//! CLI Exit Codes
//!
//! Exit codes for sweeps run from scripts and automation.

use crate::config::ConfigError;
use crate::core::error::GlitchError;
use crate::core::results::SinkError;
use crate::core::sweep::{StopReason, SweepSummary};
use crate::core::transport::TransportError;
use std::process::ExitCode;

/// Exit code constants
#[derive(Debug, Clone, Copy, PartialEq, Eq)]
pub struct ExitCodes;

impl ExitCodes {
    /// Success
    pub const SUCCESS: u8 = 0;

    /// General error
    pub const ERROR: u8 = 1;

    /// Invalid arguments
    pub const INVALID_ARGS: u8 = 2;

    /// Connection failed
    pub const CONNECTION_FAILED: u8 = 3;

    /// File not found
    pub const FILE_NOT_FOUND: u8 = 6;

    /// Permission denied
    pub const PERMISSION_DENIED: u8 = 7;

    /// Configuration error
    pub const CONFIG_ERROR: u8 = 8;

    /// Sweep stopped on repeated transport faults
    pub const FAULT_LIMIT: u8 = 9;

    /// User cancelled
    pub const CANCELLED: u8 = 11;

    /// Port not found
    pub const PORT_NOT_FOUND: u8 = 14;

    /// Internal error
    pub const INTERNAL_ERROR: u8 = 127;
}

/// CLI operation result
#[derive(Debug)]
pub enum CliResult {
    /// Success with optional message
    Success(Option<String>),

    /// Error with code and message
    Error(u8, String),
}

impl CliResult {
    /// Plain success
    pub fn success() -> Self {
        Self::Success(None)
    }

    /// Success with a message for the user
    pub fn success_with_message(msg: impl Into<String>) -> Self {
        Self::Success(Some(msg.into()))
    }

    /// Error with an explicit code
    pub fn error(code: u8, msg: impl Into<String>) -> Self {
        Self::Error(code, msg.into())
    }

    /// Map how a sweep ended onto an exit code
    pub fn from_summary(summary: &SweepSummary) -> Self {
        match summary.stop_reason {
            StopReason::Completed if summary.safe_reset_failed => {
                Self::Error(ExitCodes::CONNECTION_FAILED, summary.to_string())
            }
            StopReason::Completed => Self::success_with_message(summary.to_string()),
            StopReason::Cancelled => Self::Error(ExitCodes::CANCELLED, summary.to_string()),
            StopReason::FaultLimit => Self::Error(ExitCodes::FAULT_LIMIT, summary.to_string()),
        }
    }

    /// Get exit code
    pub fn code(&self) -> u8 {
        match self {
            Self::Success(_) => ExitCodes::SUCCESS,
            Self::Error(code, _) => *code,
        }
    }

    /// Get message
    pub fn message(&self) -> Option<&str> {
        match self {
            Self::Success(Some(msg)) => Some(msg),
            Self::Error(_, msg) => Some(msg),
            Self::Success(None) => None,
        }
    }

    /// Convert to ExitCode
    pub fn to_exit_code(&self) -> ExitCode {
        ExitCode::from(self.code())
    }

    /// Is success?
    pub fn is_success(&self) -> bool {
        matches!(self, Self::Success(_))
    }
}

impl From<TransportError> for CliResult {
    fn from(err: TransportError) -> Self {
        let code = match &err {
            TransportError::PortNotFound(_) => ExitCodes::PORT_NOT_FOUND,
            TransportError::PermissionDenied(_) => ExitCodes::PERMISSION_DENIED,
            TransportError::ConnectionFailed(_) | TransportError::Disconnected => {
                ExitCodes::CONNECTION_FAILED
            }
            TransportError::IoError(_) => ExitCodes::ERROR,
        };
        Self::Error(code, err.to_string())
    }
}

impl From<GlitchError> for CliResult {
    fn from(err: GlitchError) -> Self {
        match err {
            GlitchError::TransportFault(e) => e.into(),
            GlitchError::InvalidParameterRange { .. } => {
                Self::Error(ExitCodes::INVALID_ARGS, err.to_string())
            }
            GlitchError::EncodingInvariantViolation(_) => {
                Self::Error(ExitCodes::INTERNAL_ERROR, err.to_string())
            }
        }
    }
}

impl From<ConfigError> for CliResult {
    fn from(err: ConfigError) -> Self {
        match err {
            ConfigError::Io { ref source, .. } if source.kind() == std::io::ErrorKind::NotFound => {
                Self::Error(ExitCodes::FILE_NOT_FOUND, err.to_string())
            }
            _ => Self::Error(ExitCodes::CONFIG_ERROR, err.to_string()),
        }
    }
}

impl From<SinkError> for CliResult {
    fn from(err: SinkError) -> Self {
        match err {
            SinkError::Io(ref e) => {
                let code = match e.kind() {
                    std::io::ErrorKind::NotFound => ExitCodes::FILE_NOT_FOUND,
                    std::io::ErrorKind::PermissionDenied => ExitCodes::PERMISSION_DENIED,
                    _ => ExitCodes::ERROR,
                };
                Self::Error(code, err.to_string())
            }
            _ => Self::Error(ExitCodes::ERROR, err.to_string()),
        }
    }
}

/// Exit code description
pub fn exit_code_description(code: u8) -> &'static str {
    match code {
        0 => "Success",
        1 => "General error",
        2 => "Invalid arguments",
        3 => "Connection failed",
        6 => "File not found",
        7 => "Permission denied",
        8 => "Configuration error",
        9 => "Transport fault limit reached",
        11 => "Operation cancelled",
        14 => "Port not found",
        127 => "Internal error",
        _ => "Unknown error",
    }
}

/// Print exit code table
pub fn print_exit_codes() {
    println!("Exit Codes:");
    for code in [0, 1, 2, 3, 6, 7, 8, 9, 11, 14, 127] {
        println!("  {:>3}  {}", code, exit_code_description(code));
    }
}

::::::

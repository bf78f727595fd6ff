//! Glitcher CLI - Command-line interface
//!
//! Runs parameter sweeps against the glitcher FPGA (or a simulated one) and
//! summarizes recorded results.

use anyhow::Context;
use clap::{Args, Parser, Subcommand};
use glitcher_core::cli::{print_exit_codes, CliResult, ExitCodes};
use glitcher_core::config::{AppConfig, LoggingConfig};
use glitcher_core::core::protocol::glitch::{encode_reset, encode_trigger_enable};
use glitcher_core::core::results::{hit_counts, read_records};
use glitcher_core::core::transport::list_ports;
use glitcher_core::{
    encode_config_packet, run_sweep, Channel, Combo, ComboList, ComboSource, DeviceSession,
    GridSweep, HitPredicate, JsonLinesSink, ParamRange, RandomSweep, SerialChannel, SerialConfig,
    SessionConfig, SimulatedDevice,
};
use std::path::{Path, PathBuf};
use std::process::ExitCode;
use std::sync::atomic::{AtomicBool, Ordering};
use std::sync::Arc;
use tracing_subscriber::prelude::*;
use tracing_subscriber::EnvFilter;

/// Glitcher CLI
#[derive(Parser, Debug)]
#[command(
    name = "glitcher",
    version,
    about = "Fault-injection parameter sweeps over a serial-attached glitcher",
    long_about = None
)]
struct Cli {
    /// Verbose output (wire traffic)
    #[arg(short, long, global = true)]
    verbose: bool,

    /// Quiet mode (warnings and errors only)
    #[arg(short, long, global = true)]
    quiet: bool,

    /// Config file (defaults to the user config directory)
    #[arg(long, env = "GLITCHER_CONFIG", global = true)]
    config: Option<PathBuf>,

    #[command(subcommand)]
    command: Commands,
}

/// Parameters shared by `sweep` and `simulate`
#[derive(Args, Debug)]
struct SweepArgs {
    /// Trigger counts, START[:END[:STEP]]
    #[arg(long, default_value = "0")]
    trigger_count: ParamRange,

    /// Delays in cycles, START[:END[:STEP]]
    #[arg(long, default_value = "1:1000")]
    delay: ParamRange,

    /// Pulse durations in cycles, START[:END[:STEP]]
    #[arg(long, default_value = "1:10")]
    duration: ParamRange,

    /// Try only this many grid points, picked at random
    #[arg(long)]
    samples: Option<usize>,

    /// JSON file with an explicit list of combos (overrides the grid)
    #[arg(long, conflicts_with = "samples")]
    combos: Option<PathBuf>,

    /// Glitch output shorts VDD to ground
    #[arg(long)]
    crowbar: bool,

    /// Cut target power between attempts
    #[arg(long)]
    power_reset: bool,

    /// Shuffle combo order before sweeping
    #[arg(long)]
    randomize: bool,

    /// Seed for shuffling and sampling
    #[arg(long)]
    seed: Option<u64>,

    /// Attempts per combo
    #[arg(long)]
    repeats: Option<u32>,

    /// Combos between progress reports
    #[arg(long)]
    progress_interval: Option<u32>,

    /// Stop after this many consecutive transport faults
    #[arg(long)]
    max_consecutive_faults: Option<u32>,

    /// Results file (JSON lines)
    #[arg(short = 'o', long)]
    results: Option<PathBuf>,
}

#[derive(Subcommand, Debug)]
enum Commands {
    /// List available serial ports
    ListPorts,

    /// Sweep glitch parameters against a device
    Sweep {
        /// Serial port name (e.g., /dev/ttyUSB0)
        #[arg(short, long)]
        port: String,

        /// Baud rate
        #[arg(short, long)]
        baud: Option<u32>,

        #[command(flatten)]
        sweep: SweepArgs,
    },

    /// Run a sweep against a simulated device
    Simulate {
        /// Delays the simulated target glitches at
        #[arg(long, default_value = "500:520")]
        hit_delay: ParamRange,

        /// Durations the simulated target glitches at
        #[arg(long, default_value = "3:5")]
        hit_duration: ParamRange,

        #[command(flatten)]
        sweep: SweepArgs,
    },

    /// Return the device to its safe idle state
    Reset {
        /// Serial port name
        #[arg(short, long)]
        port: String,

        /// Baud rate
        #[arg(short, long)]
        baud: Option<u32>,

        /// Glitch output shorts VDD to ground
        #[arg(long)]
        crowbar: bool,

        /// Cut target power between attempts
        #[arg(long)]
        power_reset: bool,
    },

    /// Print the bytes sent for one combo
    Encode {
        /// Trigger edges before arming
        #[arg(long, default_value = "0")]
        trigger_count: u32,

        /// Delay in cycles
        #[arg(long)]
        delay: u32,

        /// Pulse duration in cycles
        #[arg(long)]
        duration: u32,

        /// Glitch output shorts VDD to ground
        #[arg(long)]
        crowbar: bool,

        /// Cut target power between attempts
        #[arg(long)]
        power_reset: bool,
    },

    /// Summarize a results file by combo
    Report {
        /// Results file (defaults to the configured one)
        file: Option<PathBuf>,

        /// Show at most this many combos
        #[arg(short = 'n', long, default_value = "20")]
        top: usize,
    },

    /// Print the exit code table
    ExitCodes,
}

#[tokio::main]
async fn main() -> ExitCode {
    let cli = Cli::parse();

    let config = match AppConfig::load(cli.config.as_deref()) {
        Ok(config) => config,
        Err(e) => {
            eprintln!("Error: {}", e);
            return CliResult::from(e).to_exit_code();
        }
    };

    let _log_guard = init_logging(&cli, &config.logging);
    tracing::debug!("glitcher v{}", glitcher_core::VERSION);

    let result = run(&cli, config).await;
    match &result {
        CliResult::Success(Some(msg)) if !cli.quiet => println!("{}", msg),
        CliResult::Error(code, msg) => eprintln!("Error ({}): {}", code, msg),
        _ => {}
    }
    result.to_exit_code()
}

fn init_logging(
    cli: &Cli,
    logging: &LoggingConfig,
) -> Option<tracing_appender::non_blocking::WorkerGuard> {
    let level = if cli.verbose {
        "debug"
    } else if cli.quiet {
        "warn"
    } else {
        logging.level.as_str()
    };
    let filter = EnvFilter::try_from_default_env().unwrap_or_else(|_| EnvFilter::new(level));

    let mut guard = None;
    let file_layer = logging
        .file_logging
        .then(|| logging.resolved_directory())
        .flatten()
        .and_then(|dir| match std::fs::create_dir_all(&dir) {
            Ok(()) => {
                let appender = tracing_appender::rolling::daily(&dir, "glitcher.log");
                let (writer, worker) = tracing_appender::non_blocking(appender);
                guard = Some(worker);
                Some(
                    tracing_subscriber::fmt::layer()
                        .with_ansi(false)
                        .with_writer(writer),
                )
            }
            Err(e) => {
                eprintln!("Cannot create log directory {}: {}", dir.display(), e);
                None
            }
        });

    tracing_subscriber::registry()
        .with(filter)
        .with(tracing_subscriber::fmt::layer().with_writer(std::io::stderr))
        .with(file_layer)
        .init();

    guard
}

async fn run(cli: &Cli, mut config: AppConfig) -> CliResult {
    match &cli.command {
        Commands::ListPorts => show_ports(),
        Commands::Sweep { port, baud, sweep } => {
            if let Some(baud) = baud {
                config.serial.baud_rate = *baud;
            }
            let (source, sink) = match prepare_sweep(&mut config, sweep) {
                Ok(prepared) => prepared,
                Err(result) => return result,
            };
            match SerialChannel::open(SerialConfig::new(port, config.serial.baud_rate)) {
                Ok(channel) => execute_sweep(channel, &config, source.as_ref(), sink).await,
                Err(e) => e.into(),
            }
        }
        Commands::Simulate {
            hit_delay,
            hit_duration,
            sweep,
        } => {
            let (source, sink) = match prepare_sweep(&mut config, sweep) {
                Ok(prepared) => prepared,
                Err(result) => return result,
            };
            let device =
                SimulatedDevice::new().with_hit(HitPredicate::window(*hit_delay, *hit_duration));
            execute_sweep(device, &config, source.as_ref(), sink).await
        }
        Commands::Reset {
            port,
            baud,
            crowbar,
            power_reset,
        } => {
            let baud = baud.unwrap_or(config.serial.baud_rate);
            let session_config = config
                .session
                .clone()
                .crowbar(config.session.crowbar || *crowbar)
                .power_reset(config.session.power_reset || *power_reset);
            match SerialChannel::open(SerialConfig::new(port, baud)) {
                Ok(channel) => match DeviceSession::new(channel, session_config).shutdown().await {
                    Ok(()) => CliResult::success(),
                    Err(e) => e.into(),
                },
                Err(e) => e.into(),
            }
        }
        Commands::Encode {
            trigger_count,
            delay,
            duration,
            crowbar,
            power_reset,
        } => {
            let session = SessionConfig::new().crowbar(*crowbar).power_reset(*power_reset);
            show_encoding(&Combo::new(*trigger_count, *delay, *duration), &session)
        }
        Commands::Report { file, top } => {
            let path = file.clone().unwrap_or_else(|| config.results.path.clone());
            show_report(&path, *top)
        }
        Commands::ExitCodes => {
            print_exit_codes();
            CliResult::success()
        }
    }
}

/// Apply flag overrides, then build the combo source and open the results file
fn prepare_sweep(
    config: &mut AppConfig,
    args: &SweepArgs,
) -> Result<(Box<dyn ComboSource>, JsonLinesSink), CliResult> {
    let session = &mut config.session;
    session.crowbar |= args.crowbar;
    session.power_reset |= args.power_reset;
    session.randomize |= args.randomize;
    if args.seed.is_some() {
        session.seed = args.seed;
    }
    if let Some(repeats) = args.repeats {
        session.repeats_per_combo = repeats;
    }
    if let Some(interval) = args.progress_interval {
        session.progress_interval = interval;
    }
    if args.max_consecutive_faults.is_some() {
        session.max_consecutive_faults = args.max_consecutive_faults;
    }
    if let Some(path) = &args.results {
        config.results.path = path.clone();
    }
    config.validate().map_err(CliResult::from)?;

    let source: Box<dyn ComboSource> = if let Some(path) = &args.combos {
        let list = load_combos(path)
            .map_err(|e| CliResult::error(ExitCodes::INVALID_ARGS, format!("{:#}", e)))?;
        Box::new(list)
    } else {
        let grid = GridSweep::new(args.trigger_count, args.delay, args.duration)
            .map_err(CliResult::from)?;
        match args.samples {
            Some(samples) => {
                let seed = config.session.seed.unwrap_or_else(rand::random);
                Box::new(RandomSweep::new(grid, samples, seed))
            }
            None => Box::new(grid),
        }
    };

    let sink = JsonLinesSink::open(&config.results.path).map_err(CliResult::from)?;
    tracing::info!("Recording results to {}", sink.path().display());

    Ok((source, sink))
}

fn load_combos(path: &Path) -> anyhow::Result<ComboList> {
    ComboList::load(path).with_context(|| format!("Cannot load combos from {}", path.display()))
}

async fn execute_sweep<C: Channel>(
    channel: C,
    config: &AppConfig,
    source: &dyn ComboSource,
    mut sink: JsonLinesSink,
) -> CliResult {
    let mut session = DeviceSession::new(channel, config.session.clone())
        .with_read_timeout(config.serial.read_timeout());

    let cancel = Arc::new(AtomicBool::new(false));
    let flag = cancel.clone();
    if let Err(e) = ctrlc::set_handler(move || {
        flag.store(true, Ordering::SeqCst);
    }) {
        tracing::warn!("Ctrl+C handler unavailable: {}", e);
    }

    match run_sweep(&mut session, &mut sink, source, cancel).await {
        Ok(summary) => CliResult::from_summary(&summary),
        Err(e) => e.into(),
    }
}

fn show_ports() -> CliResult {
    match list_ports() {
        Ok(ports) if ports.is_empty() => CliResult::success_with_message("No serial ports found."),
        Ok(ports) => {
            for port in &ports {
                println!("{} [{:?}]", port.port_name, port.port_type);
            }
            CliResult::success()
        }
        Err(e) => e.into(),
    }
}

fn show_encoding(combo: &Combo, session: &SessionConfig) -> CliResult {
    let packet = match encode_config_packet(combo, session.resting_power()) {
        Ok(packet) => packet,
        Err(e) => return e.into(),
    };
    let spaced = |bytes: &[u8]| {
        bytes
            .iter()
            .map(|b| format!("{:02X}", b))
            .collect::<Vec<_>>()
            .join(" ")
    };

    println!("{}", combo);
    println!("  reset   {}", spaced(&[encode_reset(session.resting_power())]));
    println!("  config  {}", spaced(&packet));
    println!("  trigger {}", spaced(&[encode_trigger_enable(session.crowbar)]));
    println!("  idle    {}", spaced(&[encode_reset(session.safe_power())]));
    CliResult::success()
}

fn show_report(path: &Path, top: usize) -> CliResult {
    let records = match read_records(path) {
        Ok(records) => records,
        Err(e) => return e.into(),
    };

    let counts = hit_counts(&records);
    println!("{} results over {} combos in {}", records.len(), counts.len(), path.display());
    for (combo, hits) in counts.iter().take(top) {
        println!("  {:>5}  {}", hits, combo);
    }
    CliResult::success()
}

::::::

◆ WHAT THE EXERCISE ASKS: Looking through the records, copy out every line in which the word "impl" is found.

◆ WRITTEN SOLUTION:
impl ExitCodes {
impl CliResult {
    pub fn success_with_message(msg: impl Into<String>) -> Self {
    pub fn error(code: u8, msg: impl Into<String>) -> Self {
impl From<TransportError> for CliResult {
impl From<GlitchError> for CliResult {
impl From<ConfigError> for CliResult {
impl From<SinkError> for CliResult {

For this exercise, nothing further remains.